## WHAT IS EXPECTED
Give back the listing underneath, unchanged and complete.

## RECORDED DATA
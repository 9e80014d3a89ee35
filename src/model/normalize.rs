//! Ingestion boundary: turn untrusted JSON records into entities.

use chrono::{DateTime, Utc};
use serde_json::Value;
use tracing::debug;

use crate::filter::Deduplicate;
use crate::store::Entity;

use super::types::Threat;

/// Entities decoded from a batch plus the number of records that had to be dropped.
#[derive(Debug, Clone)]
pub struct Decoded<T> {
  pub entities: Vec<T>,
  pub rejected: usize,
}

/// Decode a snapshot batch.
///
/// Fields are normalized by the lenient deserializers. Only records that are
/// not JSON objects or that carry no id are dropped, since they cannot be keyed.
pub fn decode_batch<T: Entity>(records: Vec<Value>) -> Decoded<T> {
  let total = records.len();
  let entities: Vec<T> = records
    .into_iter()
    .filter(Value::is_object)
    .filter_map(|record| match serde_json::from_value::<T>(record) {
      Ok(entity) if !entity.id().trim().is_empty() => Some(entity),
      Ok(_) => None,
      Err(e) => {
        debug!(kind = %T::kind(), error = %e, "dropping undecodable record");
        None
      }
    })
    .collect();

  Decoded {
    rejected: total - entities.len(),
    entities,
  }
}

/// Normalize one raw feed record into a threat observed now.
///
/// Returns None when the record has no indicator. Missing ids are derived
/// from the natural key so the same indicator always maps to the same id.
pub fn normalize_indicator(record: Value, feed_id: &str, now: DateTime<Utc>) -> Option<Threat> {
  if !record.is_object() {
    return None;
  }
  let mut threat: Threat = serde_json::from_value(record).ok()?;
  threat.indicator = threat.indicator.trim().to_string();
  if threat.indicator.is_empty() {
    return None;
  }
  if threat.id.trim().is_empty() {
    threat.id = Threat::derive_id(&threat.natural_key());
  }
  if threat.source.is_empty() {
    threat.source = feed_id.to_string();
  }
  threat.first_seen = now;
  threat.last_seen = now;
  threat.last_decayed = None;
  Some(threat)
}
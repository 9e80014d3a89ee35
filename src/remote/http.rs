use async_trait::async_trait;
use color_eyre::{eyre::eyre, Result};
use reqwest::header::{HeaderMap, HeaderValue, AUTHORIZATION};
use serde::{de::DeserializeOwned, Serialize};
use serde_json::Value;
use std::time::Duration;
use url::Url;

use crate::config::RemoteConfig;
use crate::model::{Case, Device, Threat};
use crate::store::EntityKind;

use super::api_types::{snapshot_records, CampaignRisk, ComplianceVerdict, PlaybookSuggestion};
use super::service::{RemoteError, RemoteService};

const CONNECT_TIMEOUT: Duration = Duration::from_secs(5);

/// HTTP/JSON client for the remote entity and analysis service
#[derive(Clone)]
pub struct HttpRemote {
  client: reqwest::Client,
  base: Url,
}

impl HttpRemote {
  pub fn new(base_url: &str, token: Option<&str>) -> Result<Self> {
    let mut base = Url::parse(base_url).map_err(|e| eyre!("Invalid remote url {}: {}", base_url, e))?;
    // Url::join drops the last path segment unless it ends with a slash
    if !base.path().ends_with('/') {
      base.set_path(&format!("{}/", base.path()));
    }

    let mut headers = HeaderMap::new();
    if let Some(token) = token {
      let mut value = HeaderValue::from_str(&format!("Bearer {}", token))
        .map_err(|e| eyre!("Invalid API token: {}", e))?;
      value.set_sensitive(true);
      headers.insert(AUTHORIZATION, value);
    }

    let client = reqwest::Client::builder()
      .default_headers(headers)
      .connect_timeout(CONNECT_TIMEOUT)
      .build()
      .map_err(|e| eyre!("Failed to create HTTP client: {}", e))?;

    Ok(Self { client, base })
  }

  /// Build from configuration, if a remote url is set
  pub fn from_config(config: &RemoteConfig, token: Option<&str>) -> Result<Option<Self>> {
    config.url.as_deref().map(|url| Self::new(url, token)).transpose()
  }

  fn endpoint(&self, path: &str) -> Result<Url, RemoteError> {
    self.base.join(path).map_err(|e| RemoteError::Endpoint {
      path: path.to_string(),
      reason: e.to_string(),
    })
  }

  async fn get_json<R: DeserializeOwned>(&self, path: &str) -> Result<R, RemoteError> {
    let url = self.endpoint(path)?;
    let request = self.client.get(url.clone());
    self.send(url, request).await
  }

  async fn post_json<B, R>(&self, path: &str, body: &B) -> Result<R, RemoteError>
  where
    B: Serialize + ?Sized,
    R: DeserializeOwned,
  {
    let url = self.endpoint(path)?;
    let request = self.client.post(url.clone()).json(body);
    self.send(url, request).await
  }

  async fn send<R: DeserializeOwned>(&self, url: Url, request: reqwest::RequestBuilder) -> Result<R, RemoteError> {
    let endpoint = url.path().to_string();
    let response = request.send().await.map_err(|source| RemoteError::Transport {
      endpoint: endpoint.clone(),
      source,
    })?;

    let status = response.status();
    if !status.is_success() {
      return Err(RemoteError::Status {
        endpoint,
        status: status.as_u16(),
      });
    }

    let body = response.bytes().await.map_err(|source| RemoteError::Transport {
      endpoint: endpoint.clone(),
      source,
    })?;
    serde_json::from_slice(&body).map_err(|e| RemoteError::Decode {
      endpoint,
      reason: e.to_string(),
    })
  }
}

#[async_trait]
impl RemoteService for HttpRemote {
  async fn fetch_snapshot(&self, kind: EntityKind) -> Result<Vec<Value>, RemoteError> {
    let path = format!("api/v1/entities/{}", kind.as_str());
    let body: Value = self.get_json(&path).await?;
    snapshot_records(body).ok_or_else(|| RemoteError::Decode {
      endpoint: format!("/{}", path),
      reason: "expected an array of records".to_string(),
    })
  }

  async fn evaluate_compliance(&self, device: &Device) -> Result<ComplianceVerdict, RemoteError> {
    self.post_json("api/v1/analysis/compliance", device).await
  }

  async fn suggest_playbook(&self, case: &Case) -> Result<PlaybookSuggestion, RemoteError> {
    self.post_json("api/v1/analysis/playbook", case).await
  }

  async fn campaign_risk(&self, threats: &[Threat]) -> Result<CampaignRisk, RemoteError> {
    self.post_json("api/v1/analysis/campaign-risk", threats).await
  }
}
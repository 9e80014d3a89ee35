//! Background loops keeping the local stores current.
//!
//! Two independent loops share the stores: the sync loop reconciles against
//! the remote service, applies lifecycle rules and ingests feeds; the
//! telemetry loop refreshes fast-moving device and feed metrics. Both write
//! only through `EntityStore::update`, so neither loses the other's fields.

mod coordinator;
pub mod feeds;
mod ingest;
pub mod telemetry;

pub use coordinator::{apply_rule, SyncCoordinator, SyncState, TickSummary};
pub use feeds::{FeedError, FeedSource, QuietFeeds, SimulatedFeeds};
pub use ingest::{IngestReport, Ingestor};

## RESPONSE AREA
repository 9e80014d3a89ee35
filename src/model/normalize.rs
//! Ingestion boundary: turn untrusted JSON records into entities.

use chrono::{DateTime, Utc};
use serde_json::Value;
use tracing::debug;

use crate::filter::Deduplicate;
use crate::store::Entity;

use super::types::Threat;

/// Entities decoded from a batch plus the number of records that had to be dropped.
#[derive(Debug, Clone)]
pub struct Decoded<T> {
  pub entities: Vec<T>,
  pub rejected: usize,
}

/// Decode a snapshot batch.
///
/// Fields are normalized by the lenient deserializers. Only records that are
/// not JSON objects or that carry no id are dropped, since they cannot be keyed.
pub fn decode_batch<T: Entity>(records: Vec<Value>) -> Decoded<T> {
  let total = records.len();
  let entities: Vec<T> = records
    .into_iter()
    .filter(Value::is_object)
    .filter_map(|record| match serde_json::from_value::<T>(record) {
      Ok(entity) if !entity.id().trim().is_empty() => Some(entity),
      Ok(_) => None,
      Err(e) => {
        debug!(kind = %T::kind(), error = %e, "dropping undecodable record");
        None
      }
    })
    .collect();

  Decoded {
    rejected: total - entities.len(),
    entities,
  }
}

/// Normalize one raw feed record into a threat observed now.
///
/// Returns None when the record has no indicator. Missing ids are derived
/// from the natural key so the same indicator always maps to the same id.
pub fn normalize_indicator(record: Value, feed_id: &str, now: DateTime<Utc>) -> Option<Threat> {
  if !record.is_object() {
    return None;
  }
  let mut threat: Threat = serde_json::from_value(record).ok()?;
  threat.indicator = threat.indicator.trim().to_string();
  if threat.indicator.is_empty() {
    return None;
  }
  if threat.id.trim().is_empty() {
    threat.id = Threat::derive_id(&threat.natural_key());
  }
  if threat.source.is_empty() {
    threat.source = feed_id.to_string();
  }
  threat.first_seen = now;
  threat.last_seen = now;
  threat.last_decayed = None;
  Some(threat)
}
repository 9e80014d3a89ee35
filename src/remote/http.rs
use async_trait::async_trait;
use color_eyre::{eyre::eyre, Result};
use reqwest::header::{HeaderMap, HeaderValue, AUTHORIZATION};
use serde::{de::DeserializeOwned, Serialize};
use serde_json::Value;
use std::time::Duration;
use url::Url;

use crate::config::RemoteConfig;
use crate::model::{Case, Device, Threat};
use crate::store::EntityKind;

use super::api_types::{snapshot_records, CampaignRisk, ComplianceVerdict, PlaybookSuggestion};
use super::service::{RemoteError, RemoteService};

const CONNECT_TIMEOUT: Duration = Duration::from_secs(5);

/// HTTP/JSON client for the remote entity and analysis service
#[derive(Clone)]
pub struct HttpRemote {
  client: reqwest::Client,
  base: Url,
}

impl HttpRemote {
  pub fn new(base_url: &str, token: Option<&str>) -> Result<Self> {
    let mut base = Url::parse(base_url).map_err(|e| eyre!("Invalid remote url {}: {}", base_url, e))?;
    // Url::join drops the last path segment unless it ends with a slash
    if !base.path().ends_with('/') {
      base.set_path(&format!("{}/", base.path()));
    }

    let mut headers = HeaderMap::new();
    if let Some(token) = token {
      let mut value = HeaderValue::from_str(&format!("Bearer {}", token))
        .map_err(|e| eyre!("Invalid API token: {}", e))?;
      value.set_sensitive(true);
      headers.insert(AUTHORIZATION, value);
    }

    let client = reqwest::Client::builder()
      .default_headers(headers)
      .connect_timeout(CONNECT_TIMEOUT)
      .build()
      .map_err(|e| eyre!("Failed to create HTTP client: {}", e))?;

    Ok(Self { client, base })
  }

  /// Build from configuration, if a remote url is set
  pub fn from_config(config: &RemoteConfig, token: Option<&str>) -> Result<Option<Self>> {
    config.url.as_deref().map(|url| Self::new(url, token)).transpose()
  }

  fn endpoint(&self, path: &str) -> Result<Url, RemoteError> {
    self.base.join(path).map_err(|e| RemoteError::Endpoint {
      path: path.to_string(),
      reason: e.to_string(),
    })
  }

  async fn get_json<R: DeserializeOwned>(&self, path: &str) -> Result<R, RemoteError> {
    let url = self.endpoint(path)?;
    let request = self.client.get(url.clone());
    self.send(url, request).await
  }

  async fn post_json<B, R>(&self, path: &str, body: &B) -> Result<R, RemoteError>
  where
    B: Serialize + ?Sized,
    R: DeserializeOwned,
  {
    let url = self.endpoint(path)?;
    let request = self.client.post(url.clone()).json(body);
    self.send(url, request).await
  }

  async fn send<R: DeserializeOwned>(&self, url: Url, request: reqwest::RequestBuilder) -> Result<R, RemoteError> {
    let endpoint = url.path().to_string();
    let response = request.send().await.map_err(|source| RemoteError::Transport {
      endpoint: endpoint.clone(),
      source,
    })?;

    let status = response.status();
    if !status.is_success() {
      return Err(RemoteError::Status {
        endpoint,
        status: status.as_u16(),
      });
    }

    let body = response.bytes().await.map_err(|source| RemoteError::Transport {
      endpoint: endpoint.clone(),
      source,
    })?;
    serde_json::from_slice(&body).map_err(|e| RemoteError::Decode {
      endpoint,
      reason: e.to_string(),
    })
  }
}

#[async_trait]
impl RemoteService for HttpRemote {
  async fn fetch_snapshot(&self, kind: EntityKind) -> Result<Vec<Value>, RemoteError> {
    let path = format!("api/v1/entities/{}", kind.as_str());
    let body: Value = self.get_json(&path).await?;
    snapshot_records(body).ok_or_else(|| RemoteError::Decode {
      endpoint: format!("/{}", path),
      reason: "expected an array of records".to_string(),
    })
  }

  async fn evaluate_compliance(&self, device: &Device) -> Result<ComplianceVerdict, RemoteError> {
    self.post_json("api/v1/analysis/compliance", device).await
  }

  async fn suggest_playbook(&self, case: &Case) -> Result<PlaybookSuggestion, RemoteError> {
    self.post_json("api/v1/analysis/playbook", case).await
  }

  async fn campaign_risk(&self, threats: &[Threat]) -> Result<CampaignRisk, RemoteError> {
    self.post_json("api/v1/analysis/campaign-risk", threats).await
  }
}
repository 9e80014d3a89ee35
//! Background loops keeping the local stores current.
//!
//! Two independent loops share the stores: the sync loop reconciles against
//! the remote service, applies lifecycle rules and ingests feeds; the
//! telemetry loop refreshes fast-moving device and feed metrics. Both write
//! only through `EntityStore::update`, so neither loses the other's fields.

mod coordinator;
pub mod feeds;
mod ingest;
pub mod telemetry;

pub use coordinator::{apply_rule, SyncCoordinator, SyncState, TickSummary};
pub use feeds::{FeedError, FeedSource, QuietFeeds, SimulatedFeeds};
pub use ingest::{IngestReport, Ingestor};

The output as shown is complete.